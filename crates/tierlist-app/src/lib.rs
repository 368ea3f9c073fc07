pub mod admin;
pub mod analytics;
pub mod commands;
pub mod csv_io;
pub mod error;
pub mod leaderboard;
pub mod points;
pub mod submissions;

#[cfg(test)]
mod test_support;

pub use error::{ServiceError, ServiceResult};

/// Current UTC time as an RFC 3339 string, the format every stored
/// timestamp uses.
pub(crate) fn now_rfc3339() -> String {
    chrono::Utc::now().to_rfc3339()
}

▶ _What is needed_: Copy the whole listing out exactly, so that every line matches what is above.

▶ _Solved problem_:
filename crates/tierlist-app/src/lib.rs
repository 368ea3f9c073fc07
pub mod admin;
pub mod analytics;
pub mod commands;
pub mod csv_io;
pub mod error;
pub mod leaderboard;
pub mod points;
pub mod submissions;

#[cfg(test)]
mod test_support;

pub use error::{ServiceError, ServiceResult};

/// Current UTC time as an RFC 3339 string, the format every stored
/// timestamp uses.
pub(crate) fn now_rfc3339() -> String {
    chrono::Utc::now().to_rfc3339()
}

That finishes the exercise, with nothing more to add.